Profitable house of P. M. and S. M. Tretyakov (Bank Lyon Credit) (No. 13/9).

Moscow International Trade Bank (No. 15/8). The architectural prototype of the house built in the Renaissance style was the building of the Bank of the Holy Spirit in Rome, the first building in the history of architecture explicitly built for banking needs. The monumental banking building is lined with Radom sandstone and decorated with zinc ornaments.

Tver Compound (No. 17). In 1974, the ensemble of the Tver Compound was included in the list of historical and cultural monuments of republican significance. However, in 1996, four ensemble buildings were demolished, and the two-story building overlooking Kuznetsky Most was “recreated” by a new complex designed by A. R. Vorontsov.

Profitable house of Prince A. G. Gagarin (Mur and Maryliz store) (No. 19). The modern four-story building was designed in two phases (1886 and 1898, architects V. A. Kossov and R. I. Klein) and includes chambers and outbuildings of the manor complex, built in the 18th – first third of the 19th centuries. In 1915, the building was redesigned according to architect V. G. Piotrovich’s project.

Profitable house of the First Russian Insurance Company (No. 21/5). An identified object of cultural heritage.

On the even side

Solodovnikov Theater (Opera by S. Zimin) (No. 2/6). The building is based on the estate of the 18th century, which belonged to the father-in-law of A. V. Suvorov, Prince I. V. Prozorovsky Jr.
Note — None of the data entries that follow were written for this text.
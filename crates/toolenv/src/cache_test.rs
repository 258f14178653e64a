// Copyright (c) Contributors to the SPK project.
// SPDX-License-Identifier: Apache-2.0

use rstest::{fixture, rstest};
use tempfile::TempDir;

use super::*;
use crate::testing::RecordingAudit;
use crate::{DECLARATION_FILENAME, MARKER_FILENAME};

struct Store {
    tmp: TempDir,
    cache: ToolCache,
    audit: RecordingAudit,
}

impl Store {
    fn install(&self, tool: &str, version: &str) -> PathBuf {
        let path = self.cache.entry_path(tool, version);
        std::fs::create_dir_all(path.join("bin")).unwrap();
        path
    }

    fn workspace(&self, name: &str, yaml: &str) -> PathBuf {
        let root = self.tmp.path().join("src").join(name);
        std::fs::create_dir_all(&root).unwrap();
        std::fs::write(root.join(MARKER_FILENAME), "# toolenv: workspace\n").unwrap();
        std::fs::write(root.join(DECLARATION_FILENAME), yaml).unwrap();
        root
    }
}

#[fixture]
fn store() -> Store {
    let tmp = TempDir::new().unwrap();
    let cache = ToolCache::new(tmp.path().join("toolenv").join("tools"));
    Store {
        tmp,
        cache,
        audit: RecordingAudit::default(),
    }
}

#[rstest]
fn test_layout_is_derived_from_root(store: Store) {
    let base = store.tmp.path().join("toolenv");
    assert_eq!(store.cache.downloads_dir(), base.join("cache"));
    assert_eq!(store.cache.contexts_dir(), base.join("contexts"));
    assert_eq!(
        store.cache.entry_path("gradle", "8.5"),
        base.join("tools").join("gradle").join("8.5")
    );
}

#[rstest]
fn test_lookup_is_an_existence_check(store: Store) {
    assert_eq!(store.cache.lookup("gradle", "8.5"), None);
    let path = store.install("gradle", "8.5");
    assert_eq!(store.cache.lookup("gradle", "8.5"), Some(path));
    assert_eq!(store.cache.lookup("gradle", "8.6"), None);
}

#[rstest]
fn test_register_is_idempotent(store: Store) {
    let ws = store.workspace("ws", "tools:\n  gradle: '8.5'\n");
    let path = store.install("gradle", "8.5");

    store.cache.register("gradle", "8.5", &path, &ws).unwrap();
    store.cache.register("gradle", "8.5", &path, &ws).unwrap();

    assert_eq!(store.cache.known_contexts().unwrap(), vec![ws.clone()]);
    assert_eq!(
        store.cache.references_of("gradle", "8.5").unwrap(),
        BTreeSet::from([ws])
    );
}

#[rstest]
fn test_register_requires_existing_path(store: Store) {
    let ws = store.workspace("ws", "tools:\n  gradle: '8.5'\n");
    let missing = store.cache.entry_path("gradle", "8.5");
    let result = store.cache.register("gradle", "8.5", &missing, &ws);
    assert!(matches!(result, Err(Error::Unresolved { .. })));
}

#[rstest]
fn test_prune_keeps_referenced_entries(store: Store) {
    let ws = store.workspace("ws", "tools:\n  gradle: '8.5'\n");
    let kept = store.install("gradle", "8.5");
    store.install("gradle", "8.4");
    store.install("cmake", "3.27");
    store.cache.register("gradle", "8.5", &kept, &ws).unwrap();

    let removed = store.cache.prune(&store.audit).unwrap();
    assert_eq!(
        removed,
        BTreeSet::from([
            ToolVersion::new("cmake", "3.27"),
            ToolVersion::new("gradle", "8.4"),
        ])
    );
    assert_eq!(store.cache.lookup("gradle", "8.5"), Some(kept));
    assert_eq!(store.cache.lookup("gradle", "8.4"), None);
    assert!(!store.cache.root().join("cmake").exists(), "empty tool dir should go");
}

#[rstest]
fn test_prune_after_last_reference_is_removed(store: Store) {
    let ws = store.workspace("ws", "tools:\n  gradle: '8.5'\n");
    let path = store.install("gradle", "8.5");
    store.cache.register("gradle", "8.5", &path, &ws).unwrap();
    assert!(store.cache.prune(&store.audit).unwrap().is_empty());

    std::fs::write(ws.join(DECLARATION_FILENAME), "tools: {}\n").unwrap();
    let removed = store.cache.prune(&store.audit).unwrap();
    assert_eq!(removed, BTreeSet::from([ToolVersion::new("gradle", "8.5")]));
    assert_eq!(store.cache.lookup("gradle", "8.5"), None);
}

#[rstest]
fn test_plan_does_not_remove(store: Store) {
    store.install("go", "1.21.6");

    let plan = store.cache.plan_prune().unwrap();
    assert_eq!(plan.remove, BTreeSet::from([ToolVersion::new("go", "1.21.6")]));
    assert!(store.cache.lookup("go", "1.21.6").is_some());

    let removed = store.cache.apply_prune(&plan, &store.audit).unwrap();
    assert_eq!(removed, plan.remove);
    assert!(store.cache.lookup("go", "1.21.6").is_none());
}

#[rstest]
fn test_stale_contexts_are_forgotten(store: Store) {
    let ws = store.workspace("gone", "tools:\n  node: '20.11.0'\n");
    let path = store.install("node", "20.11.0");
    store.cache.register("node", "20.11.0", &path, &ws).unwrap();
    std::fs::remove_dir_all(&ws).unwrap();

    let plan = store.cache.plan_prune().unwrap();
    assert_eq!(plan.stale_contexts, vec![ws]);
    assert!(plan.remove.contains(&ToolVersion::new("node", "20.11.0")));

    store.cache.apply_prune(&plan, &store.audit).unwrap();
    assert!(store.cache.known_contexts().unwrap().is_empty());
}

#[rstest]
fn test_malformed_declaration_aborts_prune(store: Store) {
    let ws = store.workspace("ws", "tools:\n  gradle: '8.5'\n");
    let path = store.install("gradle", "8.5");
    store.cache.register("gradle", "8.5", &path, &ws).unwrap();
    std::fs::write(ws.join(DECLARATION_FILENAME), "tools: [oops\n").unwrap();

    let result = store.cache.prune(&store.audit);
    assert!(matches!(result, Err(Error::ConfigParseError { .. })));
    assert!(store.cache.lookup("gradle", "8.5").is_some());
}

#[rstest]
fn test_override_paths_are_not_references(store: Store) {
    let ws = store.workspace("ws", "tools:\n  cmake:\n    version: '3.28'\n    path: /opt/cmake\n");
    store.cache.remember_context(&ws).unwrap();
    store.install("cmake", "3.28");

    let plan = store.cache.plan_prune().unwrap();
    assert!(plan.remove.contains(&ToolVersion::new("cmake", "3.28")));
}

#[rstest]
fn test_hidden_directories_are_not_entries(store: Store) {
    store.install("gradle", "8.5");
    std::fs::create_dir_all(store.cache.root().join(".staging-abc").join("bin")).unwrap();
    std::fs::create_dir_all(store.cache.root().join("gradle").join(".trash-1")).unwrap();

    let ids: Vec<_> = store
        .cache
        .entries()
        .unwrap()
        .into_iter()
        .map(|e| e.id)
        .collect();
    assert_eq!(ids, vec![ToolVersion::new("gradle", "8.5")]);
}

#[rstest]
fn test_entries_report_metadata(store: Store) {
    let ws = store.workspace("ws", "tools:\n  gradle: '8.5'\n");
    let path = store.install("gradle", "8.5");
    let installed_at = chrono::DateTime::parse_from_rfc3339("2024-01-02T03:04:05Z")
        .unwrap()
        .with_timezone(&Utc);
    EntryMetadata {
        tool: "gradle".to_string(),
        version: "8.5".to_string(),
        platform: Platform::parse("linux-x86_64"),
        source: Some("https://example.invalid/gradle.zip".to_string()),
        installed_at,
    }
    .write(&path)
    .unwrap();
    store.cache.register("gradle", "8.5", &path, &ws).unwrap();

    let entries = store.cache.entries().unwrap();
    assert_eq!(entries.len(), 1);
    assert_eq!(entries[0].installed_at, installed_at);
    assert_eq!(entries[0].platform, Platform::parse("linux-x86_64"));
    assert_eq!(entries[0].references, BTreeSet::from([ws]));
}

#[rstest]
fn test_apply_keeps_entries_declared_after_planning(store: Store) {
    let ws = store.workspace("a", "tools: {}\n");
    store.cache.remember_context(&ws).unwrap();
    store.install("gradle", "8.5");

    let plan = store.cache.plan_prune().unwrap();
    assert!(plan.remove.contains(&ToolVersion::new("gradle", "8.5")));

    std::fs::write(ws.join(DECLARATION_FILENAME), "tools:\n  gradle: '8.5'\n").unwrap();
    let removed = store.cache.apply_prune(&plan, &store.audit).unwrap();
    assert!(removed.is_empty());
    assert!(store.cache.lookup("gradle", "8.5").is_some());
    assert!(store.audit.events().is_empty(), "nothing was removed");
}

#[rstest]
fn test_prune_records_one_event_per_removal(store: Store) {
    let ws = store.workspace("ws", "tools:\n  gradle: '8.5'\n");
    let kept = store.install("gradle", "8.5");
    store.install("gradle", "8.4");
    store.install("cmake", "3.27");
    store.cache.register("gradle", "8.5", &kept, &ws).unwrap();

    store.cache.prune(&store.audit).unwrap();

    let events = store.audit.events();
    let pruned: Vec<_> = events
        .iter()
        .map(|e| (e.tool.as_str(), e.version.as_str()))
        .collect();
    assert_eq!(pruned, vec![("cmake", "3.27"), ("gradle", "8.4")]);
    for event in &events {
        assert_eq!(event.action, AuditAction::Prune);
        assert_eq!(event.outcome, AuditOutcome::Succeeded);
        assert_eq!(event.context_path, None);
    }
}

#[rstest]
fn test_abandoned_work_directories_are_reclaimed(store: Store) {
    let staging = store.cache.root().join(".staging-abc");
    let trash = store.cache.root().join(".trash-def");
    std::fs::create_dir_all(staging.join("bin")).unwrap();
    std::fs::create_dir_all(&trash).unwrap();

    let fresh = store.cache.plan_prune().unwrap();
    assert!(fresh.leftovers.is_empty(), "recent work dirs may still be in use");

    let cache = store.cache.clone().with_leftover_age(Duration::ZERO);
    let plan = cache.plan_prune().unwrap();
    assert_eq!(plan.leftovers, vec![staging.clone(), trash.clone()]);
    assert!(!plan.is_empty());

    cache.apply_prune(&plan, &store.audit).unwrap();
    assert!(!staging.exists());
    assert!(!trash.exists());
}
The complex of profitable properties of V. S. Zasetskaya (No. 4/3). In the 18th century, the vast property, which extended deep into the quarter to Kopyovsky Lane, belonged to the princely family of Shcherbatovs.

“Kuznetsky Passage” (left side). The three-story building was built in 1893 according to the project of the architect V.P. Zagorsky to house the Kuznetsky Passage store. According to some information, N. V. Sultanov, the author of the neighboring apartment building, participated in the design of individual elements of the building. The building is classified as a valuable city-forming object.

Profitable houses of A. S. Khomyakov (No. 6).

House with a hairdresser, “Basil” (right side). The facility in the style of Austrian Art Nouveau was built in 1902-1903 according to the project of architects M. K. Geppener and I. A. Ivanov-Shitz.

Profitable house of Khomyakov (corner part). The corner building was designed in 1900 according to the project of I. A. Ivanov-Shitz. In 1931, the house was built on two floors.

Profitable house of the Moscow merchant society (No. 10/8). The building is classified as a valuable city-forming object.

Passage of K. S. Popov (Dzhamgarovs) (No. 12).

The building of the trading company of A. M. Mikhailov (No. 14).

House of the bank and trading house I. W. Juncker & Co. (No. 16). In 1876, the building was redesigned according to the project of the architect P. S. Campioni. In 1878, the property was acquired by the trading house I. W. Juncker & Co, by order of which in 1900-1908, the building was again rebuilt in the style of early Moscow Art Nouveau by the architect A. E. Erichson.

Profitable buildings of the Dzhamgarovs (No. 18/7).

Profitable house of Torletsky – Zakharyin (No. 20/6/9). The building is an object of cultural heritage of federal significance.

The complex of buildings of the Federal Security Service of the Russian Federation (No. 22-24). In 1982, on the site of the demolished houses of the firm F. Shvabe, according to the project of architects B. V. Paluy and G. V. Makarevich, the facilities of the KGB of the USSR (now the Federal Security Service of the Russian Federation) were built.


Teatralnaya and Okhotny Ryad stations are located 250 meters from the beginning of the street, and Lubyanka is 210 meters from the end of the street. In the courtyard of house No. 20/6/9, there is an above-ground vestibule of the Kuznetsky Most station (passage through the arch from Rozhdestvenka and through the opening in the building from Kuznetsky Most Street).